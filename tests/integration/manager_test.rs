//! End-to-end media manager scenarios.

use chrono::{Duration, Utc};
use tokio_util::sync::CancellationToken;

use mediahub_core::traits::storage::StorageProvider;
use mediahub_core::types::{AccountId, EmojiId};
use mediahub_database::{AttachmentRepository, EmojiRepository};
use mediahub_entity::ProcessingStatus;
use mediahub_media::types::static_data;
use mediahub_media::{AdditionalEmojiInfo, AdditionalMediaInfo, ProcessingState};

use crate::helpers::{TestApp, eventually, png};

#[tokio::test(flavor = "multi_thread", worker_threads = 4)]
async fn test_media_and_emoji_are_processed_in_background() {
    let app = TestApp::new(2, 0).await;
    let account = AccountId::new();

    let media = app
        .manager
        .process_media(static_data(png(600, 300)), None, account, None)
        .await
        .unwrap();
    let emoji_id = EmojiId::new();
    let emoji = app
        .manager
        .process_emoji(
            static_data(png(48, 48)),
            None,
            "sunny",
            emoji_id,
            "https://local.example/emoji/sunny",
            None,
        )
        .await
        .unwrap();

    eventually(|| media.is_done() && emoji.is_done()).await;
    assert_eq!(media.state(), ProcessingState::Done);
    assert_eq!(emoji.state(), ProcessingState::Done);

    let record = AttachmentRepository::find_by_id(&app.repo, media.attachment_id())
        .await
        .unwrap()
        .unwrap();
    assert_eq!(record.processing, ProcessingStatus::Processed);
    assert_eq!((record.width, record.height), (Some(600), Some(300)));
    assert!(
        app.storage
            .exists(record.thumbnail_path.as_deref().unwrap())
            .await
            .unwrap()
    );

    let emoji_record = EmojiRepository::find_by_id(&app.repo, emoji_id)
        .await
        .unwrap()
        .unwrap();
    assert_eq!(emoji_record.processing, ProcessingStatus::Processed);

    app.manager.stop().await.unwrap();
}

#[tokio::test(flavor = "multi_thread", worker_threads = 2)]
async fn test_remote_media_lifecycle() {
    let app = TestApp::new(1, 7).await;

    let info = AdditionalMediaInfo {
        remote_url: Some("https://remote.example/media/old.png".to_string()),
        created_at: Some(Utc::now() - Duration::days(10)),
        ..Default::default()
    };
    let media = app
        .manager
        .process_media(static_data(png(32, 32)), None, AccountId::new(), Some(info))
        .await
        .unwrap();
    let stored = media.load_attachment().await.unwrap();
    assert!(stored.cached);

    let pruned = app
        .manager
        .prune_remote(7, &CancellationToken::new())
        .await
        .unwrap();
    assert_eq!(pruned, 1);

    let evicted = AttachmentRepository::find_by_id(&app.repo, stored.id)
        .await
        .unwrap()
        .unwrap();
    assert!(!evicted.cached);
    assert_eq!(evicted.remote_url, stored.remote_url);
    assert!(
        !app.storage
            .exists(stored.file_path.as_deref().unwrap())
            .await
            .unwrap()
    );

    let recache = app
        .manager
        .recache_media(static_data(png(32, 32)), None, stored.id)
        .await
        .unwrap();
    eventually(|| recache.is_done()).await;
    let restored = recache.load_attachment().await.unwrap();
    assert!(restored.cached);
    assert!(
        app.storage
            .exists(restored.file_path.as_deref().unwrap())
            .await
            .unwrap()
    );

    app.manager.stop().await.unwrap();
}

#[tokio::test(flavor = "multi_thread", worker_threads = 2)]
async fn test_remote_emoji_refresh() {
    let app = TestApp::new(1, 0).await;
    let id = EmojiId::new();
    let info = || AdditionalEmojiInfo {
        domain: Some("remote.example".to_string()),
        image_remote_url: Some("https://remote.example/emoji/wave.png".to_string()),
        ..Default::default()
    };

    let first = app
        .manager
        .process_emoji(
            static_data(png(16, 16)),
            None,
            "wave",
            id,
            "https://remote.example/emoji/wave",
            Some(info()),
        )
        .await
        .unwrap();
    first.load_emoji().await.unwrap();

    let refreshed = app
        .manager
        .process_emoji(
            static_data(png(24, 24)),
            None,
            "wave",
            id,
            "https://remote.example/emoji/wave",
            Some(info()),
        )
        .await
        .unwrap();
    assert!(refreshed.is_refresh());
    let emoji = refreshed.load_emoji().await.unwrap();
    assert_eq!(emoji.id, id);
    assert_eq!(emoji.domain.as_deref(), Some("remote.example"));

    app.manager.stop().await.unwrap();
}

○ ○ ○

REQUIRED WORK: Count every line of the data in which the word "sunny" appears, and report only the total.

RESPONSE BELOW: 2